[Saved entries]

--- START ---

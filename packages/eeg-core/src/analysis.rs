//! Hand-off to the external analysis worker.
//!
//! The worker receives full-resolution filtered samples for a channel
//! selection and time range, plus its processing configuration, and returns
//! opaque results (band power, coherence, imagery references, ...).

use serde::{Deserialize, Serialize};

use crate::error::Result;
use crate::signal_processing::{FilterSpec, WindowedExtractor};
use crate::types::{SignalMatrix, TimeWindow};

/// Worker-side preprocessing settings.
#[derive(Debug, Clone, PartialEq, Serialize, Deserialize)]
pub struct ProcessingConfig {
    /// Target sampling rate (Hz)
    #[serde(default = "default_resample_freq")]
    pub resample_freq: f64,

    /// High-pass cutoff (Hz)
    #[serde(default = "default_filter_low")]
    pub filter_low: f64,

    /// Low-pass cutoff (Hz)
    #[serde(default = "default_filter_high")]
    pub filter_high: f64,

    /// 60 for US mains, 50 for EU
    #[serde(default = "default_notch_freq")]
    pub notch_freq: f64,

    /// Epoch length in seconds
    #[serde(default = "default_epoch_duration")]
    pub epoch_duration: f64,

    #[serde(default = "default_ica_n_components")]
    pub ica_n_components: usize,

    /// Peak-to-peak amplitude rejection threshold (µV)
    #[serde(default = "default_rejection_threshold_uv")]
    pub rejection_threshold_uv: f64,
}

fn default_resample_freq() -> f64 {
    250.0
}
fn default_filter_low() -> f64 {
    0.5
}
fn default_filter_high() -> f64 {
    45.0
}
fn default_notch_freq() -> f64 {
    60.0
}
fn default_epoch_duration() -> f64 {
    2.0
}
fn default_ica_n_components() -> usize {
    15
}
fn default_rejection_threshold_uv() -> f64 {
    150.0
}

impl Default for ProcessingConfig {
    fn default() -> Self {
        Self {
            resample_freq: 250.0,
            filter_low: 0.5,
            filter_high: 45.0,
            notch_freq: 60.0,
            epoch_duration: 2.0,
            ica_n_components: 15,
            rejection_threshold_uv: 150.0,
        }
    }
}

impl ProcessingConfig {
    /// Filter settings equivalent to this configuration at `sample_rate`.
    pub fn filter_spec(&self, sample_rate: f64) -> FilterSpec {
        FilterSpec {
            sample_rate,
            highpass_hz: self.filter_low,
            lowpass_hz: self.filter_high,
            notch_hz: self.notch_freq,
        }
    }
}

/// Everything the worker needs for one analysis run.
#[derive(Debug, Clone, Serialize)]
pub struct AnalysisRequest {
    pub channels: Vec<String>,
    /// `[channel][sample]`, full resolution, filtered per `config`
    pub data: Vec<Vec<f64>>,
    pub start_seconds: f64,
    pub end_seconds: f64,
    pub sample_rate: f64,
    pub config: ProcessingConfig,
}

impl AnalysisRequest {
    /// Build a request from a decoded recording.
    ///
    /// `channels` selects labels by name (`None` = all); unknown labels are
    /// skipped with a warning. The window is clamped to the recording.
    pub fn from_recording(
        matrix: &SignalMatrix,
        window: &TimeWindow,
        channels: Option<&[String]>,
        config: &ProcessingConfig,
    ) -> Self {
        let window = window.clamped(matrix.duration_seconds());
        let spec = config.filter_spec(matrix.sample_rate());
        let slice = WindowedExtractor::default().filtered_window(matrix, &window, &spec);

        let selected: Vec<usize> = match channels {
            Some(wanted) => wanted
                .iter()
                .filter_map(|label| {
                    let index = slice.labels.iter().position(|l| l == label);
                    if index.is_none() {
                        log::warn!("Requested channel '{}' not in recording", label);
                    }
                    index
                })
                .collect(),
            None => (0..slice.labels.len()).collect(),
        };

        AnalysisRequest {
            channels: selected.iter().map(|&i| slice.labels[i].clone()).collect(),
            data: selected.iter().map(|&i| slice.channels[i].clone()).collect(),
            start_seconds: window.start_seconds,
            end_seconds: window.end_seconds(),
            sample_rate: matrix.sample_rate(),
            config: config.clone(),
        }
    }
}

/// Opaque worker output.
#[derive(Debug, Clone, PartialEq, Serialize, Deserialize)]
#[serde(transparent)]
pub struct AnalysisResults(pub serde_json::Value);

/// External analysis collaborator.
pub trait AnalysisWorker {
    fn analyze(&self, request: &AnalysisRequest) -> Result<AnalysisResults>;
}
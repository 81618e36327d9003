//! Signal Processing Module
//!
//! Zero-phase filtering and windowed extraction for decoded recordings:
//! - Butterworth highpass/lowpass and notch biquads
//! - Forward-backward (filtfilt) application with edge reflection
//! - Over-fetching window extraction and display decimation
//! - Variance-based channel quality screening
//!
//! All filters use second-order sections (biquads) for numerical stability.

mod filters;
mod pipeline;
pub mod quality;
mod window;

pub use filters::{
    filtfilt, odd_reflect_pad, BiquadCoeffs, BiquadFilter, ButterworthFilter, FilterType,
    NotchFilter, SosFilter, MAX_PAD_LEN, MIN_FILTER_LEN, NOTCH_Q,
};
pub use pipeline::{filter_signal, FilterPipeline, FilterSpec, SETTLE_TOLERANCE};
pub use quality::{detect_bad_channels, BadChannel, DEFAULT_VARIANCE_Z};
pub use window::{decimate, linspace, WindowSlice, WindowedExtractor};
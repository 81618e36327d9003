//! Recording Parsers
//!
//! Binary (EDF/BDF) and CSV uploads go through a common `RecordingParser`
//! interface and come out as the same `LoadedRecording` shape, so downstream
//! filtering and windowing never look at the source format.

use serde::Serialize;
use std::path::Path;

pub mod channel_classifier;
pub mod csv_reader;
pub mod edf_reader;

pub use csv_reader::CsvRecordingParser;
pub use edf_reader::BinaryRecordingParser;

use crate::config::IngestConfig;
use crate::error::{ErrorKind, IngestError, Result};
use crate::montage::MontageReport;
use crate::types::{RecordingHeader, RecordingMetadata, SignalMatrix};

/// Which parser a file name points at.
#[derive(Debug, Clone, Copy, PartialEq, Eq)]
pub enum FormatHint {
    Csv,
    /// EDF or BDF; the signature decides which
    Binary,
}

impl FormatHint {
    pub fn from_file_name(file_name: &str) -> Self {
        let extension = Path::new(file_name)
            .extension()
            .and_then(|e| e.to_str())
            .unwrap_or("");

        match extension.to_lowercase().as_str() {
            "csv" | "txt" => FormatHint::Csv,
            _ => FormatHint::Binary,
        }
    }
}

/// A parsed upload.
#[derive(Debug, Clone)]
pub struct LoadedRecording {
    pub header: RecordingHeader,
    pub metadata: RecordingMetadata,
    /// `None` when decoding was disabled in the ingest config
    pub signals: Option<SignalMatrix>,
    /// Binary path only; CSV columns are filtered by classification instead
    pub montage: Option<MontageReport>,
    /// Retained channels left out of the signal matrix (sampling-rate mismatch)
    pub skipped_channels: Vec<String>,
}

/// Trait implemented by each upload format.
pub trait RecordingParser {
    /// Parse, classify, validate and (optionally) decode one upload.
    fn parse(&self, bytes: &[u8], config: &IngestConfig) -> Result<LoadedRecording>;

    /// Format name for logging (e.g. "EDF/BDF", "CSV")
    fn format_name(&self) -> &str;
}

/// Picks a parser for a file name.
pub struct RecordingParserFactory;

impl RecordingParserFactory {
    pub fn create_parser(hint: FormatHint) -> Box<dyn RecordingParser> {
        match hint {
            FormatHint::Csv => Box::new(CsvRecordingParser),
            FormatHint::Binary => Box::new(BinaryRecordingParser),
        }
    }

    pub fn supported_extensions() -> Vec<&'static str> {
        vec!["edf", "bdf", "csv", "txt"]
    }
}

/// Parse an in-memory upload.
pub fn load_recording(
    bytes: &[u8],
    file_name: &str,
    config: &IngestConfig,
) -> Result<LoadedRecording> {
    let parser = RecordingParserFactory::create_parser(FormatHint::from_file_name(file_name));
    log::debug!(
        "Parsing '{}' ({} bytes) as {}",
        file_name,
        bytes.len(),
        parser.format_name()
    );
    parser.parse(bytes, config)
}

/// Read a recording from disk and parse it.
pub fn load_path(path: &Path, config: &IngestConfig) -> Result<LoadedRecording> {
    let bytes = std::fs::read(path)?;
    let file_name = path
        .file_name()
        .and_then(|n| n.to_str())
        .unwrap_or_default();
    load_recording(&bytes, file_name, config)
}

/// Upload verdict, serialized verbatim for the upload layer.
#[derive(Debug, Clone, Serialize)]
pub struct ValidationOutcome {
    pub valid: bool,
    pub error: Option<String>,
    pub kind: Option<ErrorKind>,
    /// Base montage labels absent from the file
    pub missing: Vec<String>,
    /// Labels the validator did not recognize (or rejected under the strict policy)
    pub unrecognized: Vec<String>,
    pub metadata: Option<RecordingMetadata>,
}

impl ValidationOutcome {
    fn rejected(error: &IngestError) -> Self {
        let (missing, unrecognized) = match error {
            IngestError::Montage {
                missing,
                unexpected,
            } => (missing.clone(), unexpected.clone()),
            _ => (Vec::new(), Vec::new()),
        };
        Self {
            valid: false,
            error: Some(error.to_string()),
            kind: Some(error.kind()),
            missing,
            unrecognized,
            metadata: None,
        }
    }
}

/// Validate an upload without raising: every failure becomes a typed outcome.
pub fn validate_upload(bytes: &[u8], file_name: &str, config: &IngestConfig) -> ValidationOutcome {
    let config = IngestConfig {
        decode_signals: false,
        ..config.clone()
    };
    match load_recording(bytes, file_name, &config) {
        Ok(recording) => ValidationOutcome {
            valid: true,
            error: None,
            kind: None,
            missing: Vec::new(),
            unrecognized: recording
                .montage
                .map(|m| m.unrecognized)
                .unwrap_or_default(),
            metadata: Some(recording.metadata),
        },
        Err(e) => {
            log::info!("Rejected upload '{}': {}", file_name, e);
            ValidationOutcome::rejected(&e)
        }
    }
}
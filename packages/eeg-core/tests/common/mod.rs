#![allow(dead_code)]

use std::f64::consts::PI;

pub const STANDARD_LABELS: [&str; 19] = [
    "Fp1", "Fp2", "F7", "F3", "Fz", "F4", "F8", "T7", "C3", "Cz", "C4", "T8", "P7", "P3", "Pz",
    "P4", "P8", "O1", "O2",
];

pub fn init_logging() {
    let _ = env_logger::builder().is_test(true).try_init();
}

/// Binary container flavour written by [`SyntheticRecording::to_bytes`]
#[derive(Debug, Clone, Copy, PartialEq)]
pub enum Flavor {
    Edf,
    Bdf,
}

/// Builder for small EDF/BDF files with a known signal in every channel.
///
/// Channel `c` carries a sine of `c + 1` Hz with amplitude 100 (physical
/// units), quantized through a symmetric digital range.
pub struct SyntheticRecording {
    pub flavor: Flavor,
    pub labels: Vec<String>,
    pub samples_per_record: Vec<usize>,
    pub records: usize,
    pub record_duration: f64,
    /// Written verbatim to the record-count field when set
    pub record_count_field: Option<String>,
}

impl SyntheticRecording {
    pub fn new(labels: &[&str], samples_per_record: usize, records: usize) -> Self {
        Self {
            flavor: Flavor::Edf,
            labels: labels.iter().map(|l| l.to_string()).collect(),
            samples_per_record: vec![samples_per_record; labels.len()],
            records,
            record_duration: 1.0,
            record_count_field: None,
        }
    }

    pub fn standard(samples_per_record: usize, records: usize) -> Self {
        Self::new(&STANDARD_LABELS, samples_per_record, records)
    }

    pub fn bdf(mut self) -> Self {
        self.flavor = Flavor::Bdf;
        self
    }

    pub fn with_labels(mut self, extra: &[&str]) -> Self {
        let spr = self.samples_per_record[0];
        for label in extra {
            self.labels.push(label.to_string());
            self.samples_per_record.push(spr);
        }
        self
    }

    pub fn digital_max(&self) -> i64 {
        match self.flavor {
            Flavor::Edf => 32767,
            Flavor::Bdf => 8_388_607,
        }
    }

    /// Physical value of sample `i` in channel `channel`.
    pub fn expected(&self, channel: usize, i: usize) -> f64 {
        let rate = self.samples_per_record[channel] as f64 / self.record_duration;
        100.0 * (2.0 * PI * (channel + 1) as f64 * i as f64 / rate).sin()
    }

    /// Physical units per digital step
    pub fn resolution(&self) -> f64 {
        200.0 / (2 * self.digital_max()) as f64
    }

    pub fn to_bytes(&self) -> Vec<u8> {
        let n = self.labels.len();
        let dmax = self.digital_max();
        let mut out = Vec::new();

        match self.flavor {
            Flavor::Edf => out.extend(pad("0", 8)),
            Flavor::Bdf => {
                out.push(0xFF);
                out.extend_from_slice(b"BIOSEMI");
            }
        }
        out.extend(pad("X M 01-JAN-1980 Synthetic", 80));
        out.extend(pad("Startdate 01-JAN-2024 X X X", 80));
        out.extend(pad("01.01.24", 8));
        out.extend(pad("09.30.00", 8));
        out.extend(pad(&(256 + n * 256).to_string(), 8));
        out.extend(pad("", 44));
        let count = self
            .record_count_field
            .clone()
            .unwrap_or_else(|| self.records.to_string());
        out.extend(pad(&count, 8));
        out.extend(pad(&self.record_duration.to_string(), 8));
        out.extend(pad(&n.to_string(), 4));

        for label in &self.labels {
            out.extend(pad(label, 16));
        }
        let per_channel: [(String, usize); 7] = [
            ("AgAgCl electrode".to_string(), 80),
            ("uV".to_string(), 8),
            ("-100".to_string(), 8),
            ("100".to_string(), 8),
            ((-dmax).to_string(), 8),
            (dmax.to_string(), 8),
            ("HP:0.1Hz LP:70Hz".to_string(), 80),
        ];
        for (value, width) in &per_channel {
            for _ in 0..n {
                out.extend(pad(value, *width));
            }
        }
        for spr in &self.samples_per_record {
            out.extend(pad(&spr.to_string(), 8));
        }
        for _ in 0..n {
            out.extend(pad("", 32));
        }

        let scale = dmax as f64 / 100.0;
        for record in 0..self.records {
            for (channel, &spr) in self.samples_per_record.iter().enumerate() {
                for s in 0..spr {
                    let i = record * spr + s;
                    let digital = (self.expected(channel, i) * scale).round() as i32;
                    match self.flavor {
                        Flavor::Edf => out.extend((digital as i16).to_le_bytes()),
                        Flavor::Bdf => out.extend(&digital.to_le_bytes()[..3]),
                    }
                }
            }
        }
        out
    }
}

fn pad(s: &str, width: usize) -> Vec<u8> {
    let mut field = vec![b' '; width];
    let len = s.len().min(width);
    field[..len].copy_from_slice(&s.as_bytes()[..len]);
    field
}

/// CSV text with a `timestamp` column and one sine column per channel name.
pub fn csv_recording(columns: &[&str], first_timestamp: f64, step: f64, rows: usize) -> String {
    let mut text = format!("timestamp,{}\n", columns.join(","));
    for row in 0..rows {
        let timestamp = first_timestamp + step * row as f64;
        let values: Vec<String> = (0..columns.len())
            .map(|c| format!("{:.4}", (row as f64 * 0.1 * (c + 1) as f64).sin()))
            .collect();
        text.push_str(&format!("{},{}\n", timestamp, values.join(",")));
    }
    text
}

--- END ---

__Your instructions__
Using the entries above, quote each line verbatim from the first through the line that contains "High-pass cutoff (Hz)".

__Your solution__
filename packages/eeg-core/src/analysis.rs
//! Hand-off to the external analysis worker.
//!
//! The worker receives full-resolution filtered samples for a channel
//! selection and time range, plus its processing configuration, and returns
//! opaque results (band power, coherence, imagery references, ...).

use serde::{Deserialize, Serialize};

use crate::error::Result;
use crate::signal_processing::{FilterSpec, WindowedExtractor};
use crate::types::{SignalMatrix, TimeWindow};

/// Worker-side preprocessing settings.
#[derive(Debug, Clone, PartialEq, Serialize, Deserialize)]
pub struct ProcessingConfig {
    /// Target sampling rate (Hz)
    #[serde(default = "default_resample_freq")]
    pub resample_freq: f64,

    /// High-pass cutoff (Hz)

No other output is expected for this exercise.